When Welfare Works : More good news comes out of Riverside County’s successful program
Welfare reform is not an oxymoron. Government programs for poor people can, and indeed must, be made to work better than they do now. That’s why the recent release of the latest promising results from California’s Greater Avenues to Independence welfare-to-work program was noteworthy. So was the positive report’s timing: It coincided with, though it was eclipsed by, the release last week of the long-promised Clinton Administration welfare reform.
Washington can learn a lot from GAIN. This powerful and innovative program works. It helps welfare recipients get education, training and jobs. Though relatively expensive, it saves government money. Every dollar that government invested in the Riverside County GAIN effort, the state’s most successful program, returned $2.84 in welfare savings in the long run and a large earnings gain for participants.
This encouraging news comes from a final evaluation of GAIN by the Manpower Demonstration Research Corp., famed for designing and studying programs that help disadvantaged people.
Based on the experiences of 33,000 welfare recipients in six counties, the research group found that GAIN participants, mainly poor, single mothers, did better than recipients not in the program.
Riverside County posted the most impressive results. Unlike most counties, it had enough resources to help all eligible recipients. For instance, mothers of preschool children were not excluded. They are hard to help because often they can’t afford or find decent child care. But they succeeded under GAIN.
GAIN also worked for welfare mothers who had received Aid to Families with Dependent Children for six years or longer and for women without skills and thus often difficult to employ.

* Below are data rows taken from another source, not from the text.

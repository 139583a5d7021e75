use crate::confirms::ConfirmTracker;
use crate::connection::ConnectionInner;
use crate::consumer::{ConsumerDelegate, ConsumerOptions, ForwardingDelegate};
use crate::continuation::ContinuationQueue;
use crate::errors::*;
use crate::frames::OutputBuffer;
use crate::notifications::{NotificationBroadcaster, NotificationListener};
use crate::topology::{
    RecordedConsumer, RecordedExchange, RecordedExchangeBinding, RecordedQueue,
    RecordedQueueBinding,
};
use crate::work_pool::ConsumerWorkPool;
use crate::{
    AmqpProperties, Consumer, Delivery, DeliveryTag, ExchangeDeclareOptions, ExchangeType,
    FieldTable, Get, QueueDeclareOk, QueueDeclareOptions, QueueDeleteOptions, Return,
};
use amq_protocol::protocol::basic::AMQPMethod as AmqpBasic;
use amq_protocol::protocol::basic::{
    Ack, Cancel, CancelOk, Consume, ConsumeOk, Get as AmqpGet, Nack, Publish, Qos, QosOk,
    Reject,
};
use amq_protocol::protocol::channel::AMQPMethod as AmqpChannel;
use amq_protocol::protocol::channel::{Close as ChannelClose, CloseOk as ChannelCloseOk};
use amq_protocol::protocol::confirm::AMQPMethod as AmqpConfirm;
use amq_protocol::protocol::confirm::{Select as ConfirmSelect, SelectOk as ConfirmSelectOk};
use amq_protocol::protocol::exchange::AMQPMethod as AmqpExchange;
use amq_protocol::protocol::exchange::{
    Bind as ExchangeBind, BindOk as ExchangeBindOk, Declare as ExchangeDeclare,
    DeclareOk as ExchangeDeclareOk, Delete as ExchangeDelete, DeleteOk as ExchangeDeleteOk,
    Unbind as ExchangeUnbind, UnbindOk as ExchangeUnbindOk,
};
use amq_protocol::protocol::queue::AMQPMethod as AmqpQueue;
use amq_protocol::protocol::queue::{
    Bind as QueueBind, BindOk as QueueBindOk, DeclareOk as AmqpQueueDeclareOk,
    DeleteOk as QueueDeleteOk, Purge as QueuePurge, PurgeOk as QueuePurgeOk,
    Unbind as QueueUnbind, UnbindOk as QueueUnbindOk,
};
use amq_protocol::protocol::tx::AMQPMethod as AmqpTx;
use amq_protocol::protocol::tx::{
    Commit as TxCommit, CommitOk as TxCommitOk, Rollback as TxRollback,
    RollbackOk as TxRollbackOk, Select as TxSelect, SelectOk as TxSelectOk,
};
use amq_protocol::protocol::AMQPClass;
use log::{debug, warn};
use std::collections::HashMap;
use std::sync::{Arc, Mutex};

// Each frame has 8 bytes of overhead (7 byte header, 1 byte frame-end), so
// message bodies are chunked into frame_max - 8 byte body frames.
const FRAME_OVERHEAD: usize = 8;

#[derive(Debug, Clone, Copy, PartialEq)]
pub(crate) enum ChannelStatus {
    Opening,
    Open,
    Closed,
}

/// A reply routed from the reader thread to a caller blocked on the channel's
/// continuation queue.
pub(crate) enum ChannelReply {
    Method(AMQPClass),
    Get(Box<Option<Get>>),
}
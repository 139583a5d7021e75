use crate::channel::ChannelReply;
use crate::connection::{ConnectionBlockedNotification, ConnectionEvent, ConnectionInner, ConnectionStatus};
use crate::content::{CollectedContent, ContentCollector, ContentStart};
use crate::errors::*;
use crate::frames::OutputBuffer;
use crate::recovery;
use crate::transport::{FrameReader, Transport};
use amq_protocol::frame::AMQPFrame;
use amq_protocol::protocol::basic::AMQPMethod as AmqpBasic;
use amq_protocol::protocol::channel::AMQPMethod as AmqpChannel;
use amq_protocol::protocol::channel::{CloseOk as ChannelCloseOk, FlowOk};
use amq_protocol::protocol::connection::AMQPMethod as AmqpConnection;
use amq_protocol::protocol::connection::CloseOk as ConnectionCloseOk;
use amq_protocol::protocol::AMQPClass;
use log::{debug, error, trace, warn};
use std::collections::HashMap;
use std::sync::atomic::Ordering;
use std::sync::Arc;
use std::thread::{Builder, JoinHandle};

/// Spawn the connection's reader thread: the only place frames are read, and
/// the single demultiplexer routing them to channels.
pub(crate) fn spawn(
    connection: Arc<ConnectionInner>,
    reader: FrameReader,
    transport: Arc<Transport>,
) -> JoinHandle<()> {
    Builder::new()
        .name("burrow-reader".to_string())
        .spawn(move || run(connection, reader, transport))
        .expect("failed to spawn reader thread")
}

fn run(connection: Arc<ConnectionInner>, mut reader: FrameReader, transport: Arc<Transport>) {
    let mut collectors: HashMap<u16, ContentCollector> = HashMap::new();
    let recovery_epoch = connection.recovery_epoch();

    let result = loop {
        let frame = match reader.read_frame() {
            Ok(frame) => frame,
            Err(err) => break Err(err),
        };
        transport.record_rx_activity();
        if let Err(err) = dispatch(
            &connection,
            &transport,
            &mut collectors,
            recovery_epoch,
            frame,
        ) {
            break Err(err);
        }
        if connection.status() == ConnectionStatus::Closed {
            break Ok(());
        }
    };

    match result {
        Ok(()) => debug!("reader thread exiting after clean close"),
        Err(err) => handle_stream_error(&connection, err),
    }
}

/// Classify a dead or misbehaving stream. During a client-initiated close the
/// socket going away is expected and swallowed; otherwise this is a network
/// failure that either starts the recovery protocol (on this same thread) or
/// terminates the session. Either way no thread is ever interrupted: waiters
/// get errors through their continuation queues and observers get an event.
fn handle_stream_error(connection: &Arc<ConnectionInner>, err: Error) {
    match connection.status() {
        ConnectionStatus::Closing | ConnectionStatus::Closed => {
            debug!("ignoring stream error during shutdown: {}", err);
            return;
        }
        _ => (),
    }

    warn!("network failure on connection: {}", err);
    connection.events.broadcast(ConnectionEvent::NetworkFailure {
        message: format!("{}", err),
    });

    let recoverable = connection.connector.is_some()
        && connection.tuning.automatic_recovery
        && match &err {
            Error::ServerClosedConnection { .. } => {
                connection.tuning.recover_from_connection_close
            }
            _ => true,
        };

    if !recoverable {
        connection.terminate(&err);
        return;
    }

    if connection
        .recovery_in_progress
        .compare_exchange(false, true, Ordering::SeqCst, Ordering::SeqCst)
        .is_err()
    {
        debug!("recovery already in progress; reader exiting");
        return;
    }

    connection.set_status(ConnectionStatus::Disconnected);
    // unblock everything currently waiting on the dead transport
    connection.continuation.push_error(err.fanout());
    for chan in connection.channels_snapshot() {
        chan.continuation.push_error(err.fanout());
        chan.confirms.abort(&err);
    }

    recovery::run(connection, &err);
    connection.recovery_in_progress.store(false, Ordering::SeqCst);
}

fn dispatch(
    connection: &Arc<ConnectionInner>,
    transport: &Transport,
    collectors: &mut HashMap<u16, ContentCollector>,
    recovery_epoch: u64,
    frame: AMQPFrame,
) -> Result<()> {
    match frame {
        AMQPFrame::Heartbeat(_) => {
            trace!("received heartbeat");
            Ok(())
        }
        AMQPFrame::Method(0, class) => handle_connection_method(connection, transport, class),
        AMQPFrame::Method(channel_id, class) => handle_channel_method(
            connection,
            transport,
            collectors,
            recovery_epoch,
            channel_id,
            class,
        ),
        AMQPFrame::Header(channel_id, _class_id, header) => {
            let done = collectors
                .entry(channel_id)
                .or_insert_with(|| ContentCollector::new(recovery_epoch))
                .collect_header(*header)?;
            match done {
                Some(content) => route_content(connection, channel_id, content),
                None => Ok(()),
            }
        }
        AMQPFrame::Body(channel_id, payload) => {
            let done = collectors
                .entry(channel_id)
                .or_insert_with(|| ContentCollector::new(recovery_epoch))
                .collect_body(payload)?;
            match done {
                Some(content) => route_content(connection, channel_id, content),
                None => Ok(()),
            }
        }
        other => {
            error!("received unexpected frame {:?}", other);
            FrameUnexpectedSnafu.fail()
        }
    }
}

fn handle_connection_method(
    connection: &Arc<ConnectionInner>,
    transport: &Transport,
    class: AMQPClass,
) -> Result<()> {
    match class {
        AMQPClass::Connection(AmqpConnection::Close(close)) => {
            // acknowledge, then treat as a connection-level failure
            let mut buf = OutputBuffer::empty();
            buf.push_method(0, AmqpConnection::CloseOk(ConnectionCloseOk {}))?;
            let _ = transport.write(&buf);
            ServerClosedConnectionSnafu {
                code: close.reply_code,
                message: close.reply_text,
            }
            .fail()
        }
        AMQPClass::Connection(AmqpConnection::CloseOk(close_ok)) => {
            connection
                .continuation
                .push(ChannelReply::Method(AMQPClass::Connection(
                    AmqpConnection::CloseOk(close_ok),
                )));
            Ok(())
        }
        AMQPClass::Connection(AmqpConnection::Blocked(blocked)) => {
            warn!("server blocked connection: {}", blocked.reason);
            connection
                .blocked
                .broadcast(ConnectionBlockedNotification::Blocked(blocked.reason));
            Ok(())
        }
        AMQPClass::Connection(AmqpConnection::Unblocked(_)) => {
            debug!("server unblocked connection");
            connection
                .blocked
                .broadcast(ConnectionBlockedNotification::Unblocked);
            Ok(())
        }
        other => {
            error!("do not know how to handle channel 0 method {:?}", other);
            FrameUnexpectedSnafu.fail()
        }
    }
}

fn handle_channel_method(
    connection: &Arc<ConnectionInner>,
    transport: &Transport,
    collectors: &mut HashMap<u16, ContentCollector>,
    recovery_epoch: u64,
    channel_id: u16,
    class: AMQPClass,
) -> Result<()> {
    let chan = match connection.channel_by_id(channel_id) {
        Some(chan) => chan,
        None => {
            // can happen briefly after a local close or server-side teardown
            warn!("dropping frame for unknown channel {}", channel_id);
            return Ok(());
        }
    };

    match class {
        AMQPClass::Channel(AmqpChannel::Close(close)) => {
            let mut buf = OutputBuffer::empty();
            buf.push_method(channel_id, AmqpChannel::CloseOk(ChannelCloseOk {}))?;
            let _ = transport.write(&buf);

            let err = Error::from_channel_close(channel_id, close.reply_code, close.reply_text);
            warn!("server closed channel {}: {}", channel_id, err);
            chan.fail(&err);
            connection
                .topology()
                .delete_recorded_consumers_on_channel(channel_id);
            connection.forget_channel(channel_id);
            collectors.remove(&channel_id);
            Ok(())
        }
        AMQPClass::Channel(AmqpChannel::Flow(flow)) => {
            // rare with RabbitMQ (it prefers TCP backpressure); acknowledge
            // without actually pausing publishers
            warn!(
                "server requested channel {} flow active={} - acknowledging only",
                channel_id, flow.active
            );
            let mut buf = OutputBuffer::empty();
            buf.push_method(
                channel_id,
                AmqpChannel::FlowOk(FlowOk {
                    active: flow.active,
                }),
            )?;
            let _ = transport.write(&buf);
            Ok(())
        }
        AMQPClass::Basic(AmqpBasic::Deliver(deliver)) => collectors
            .entry(channel_id)
            .or_insert_with(|| ContentCollector::new(recovery_epoch))
            .collect_method(ContentStart::Deliver(deliver)),
        AMQPClass::Basic(AmqpBasic::Return(ret)) => collectors
            .entry(channel_id)
            .or_insert_with(|| ContentCollector::new(recovery_epoch))
            .collect_method(ContentStart::Return(ret)),
        AMQPClass::Basic(AmqpBasic::GetOk(get_ok)) => collectors
            .entry(channel_id)
            .or_insert_with(|| ContentCollector::new(recovery_epoch))
            .collect_method(ContentStart::GetOk(get_ok)),
        AMQPClass::Basic(AmqpBasic::GetEmpty(_)) => {
            chan.continuation.push(ChannelReply::Get(Box::new(None)));
            Ok(())
        }
        AMQPClass::Basic(AmqpBasic::Ack(ack)) => {
            chan.confirms
                .handle_ack_or_nack(ack.delivery_tag, ack.multiple, false);
            Ok(())
        }
        AMQPClass::Basic(AmqpBasic::Nack(nack)) => {
            chan.confirms
                .handle_ack_or_nack(nack.delivery_tag, nack.multiple, true);
            Ok(())
        }
        AMQPClass::Basic(AmqpBasic::Cancel(cancel)) => {
            chan.handle_server_cancel(&cancel.consumer_tag);
            connection
                .topology()
                .delete_recorded_consumer(channel_id, &cancel.consumer_tag);
            Ok(())
        }
        // everything else is the synchronous reply some caller is blocked on
        other => {
            chan.continuation.push(ChannelReply::Method(other));
            Ok(())
        }
    }
}

fn route_content(
    connection: &Arc<ConnectionInner>,
    channel_id: u16,
    content: CollectedContent,
) -> Result<()> {
    let chan = match connection.channel_by_id(channel_id) {
        Some(chan) => chan,
        None => {
            warn!("dropping content for unknown channel {}", channel_id);
            return Ok(());
        }
    };
    match content {
        CollectedContent::Delivery {
            consumer_tag,
            delivery,
        } => chan.deliver(&consumer_tag, delivery),
        CollectedContent::Return(ret) => chan.handle_return(ret),
        CollectedContent::Get(get) => {
            chan.continuation.push(ChannelReply::Get(Box::new(Some(get))));
        }
    }
    Ok(())
}
/// A trait encapsulating the operations required to authenticate to an AMQP
/// server.
///
/// # Warning
///
/// SASL mechanisms that require AMQP secure / secure-ok exchanges are
/// currently not supported.
pub trait Sasl: Default + Clone + Send + 'static {
    /// The SASL mechanism to report. The server must support this mechanism
    /// for authentication to succeed.
    fn mechanism(&self) -> String;

    /// The response body to send along with the mechanism.
    fn response(&self) -> String;
}

/// Built-in authentication mechanisms.
///
/// The [`default`](#impl-Default) implementation creates an
/// [`Auth::Plain`](#variant.Plain) variant with the username and password both
/// set to `guest` (the RabbitMQ out-of-the-box account).
#[derive(Debug, Clone, PartialEq)]
pub enum Auth {
    /// PLAIN authentication via a username and password.
    Plain { username: String, password: String },

    /// EXTERNAL authentication, typically backed by client TLS certificates.
    External,
}

impl Default for Auth {
    fn default() -> Auth {
        Auth::Plain {
            username: "guest".to_string(),
            password: "guest".to_string(),
        }
    }
}

impl Sasl for Auth {
    fn mechanism(&self) -> String {
        match *self {
            Auth::Plain { .. } => "PLAIN".to_string(),
            Auth::External => "EXTERNAL".to_string(),
        }
    }

    fn response(&self) -> String {
        match self {
            Auth::Plain { username, password } => format!("\x00{}\x00{}", username, password),
            Auth::External => "".to_string(),
        }
    }
}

Changing behavior is hard. Another welfare program evaluated by the research corporation was much less successful. New Chance, a federal demonstration project in California and nine other states, encouraged young mothers who were school dropouts to finish school and find jobs. Slightly more than 40% did go to work, but the majority quit because of low wages or they wanted to stay home with their children. More than 80% were on welfare 18 months later.
Teen-age school dropouts are the most difficult recipients to move from welfare to work. But, as GAIN proves, incremental success is possible. Although the GAIN program didn’t push every participant completely off of welfare, it started many toward independence with a boost in skills, and part-time earnings that the state allows them to keep as an incentive to get off of welfare. All this progress is worth noting in California--and Washington.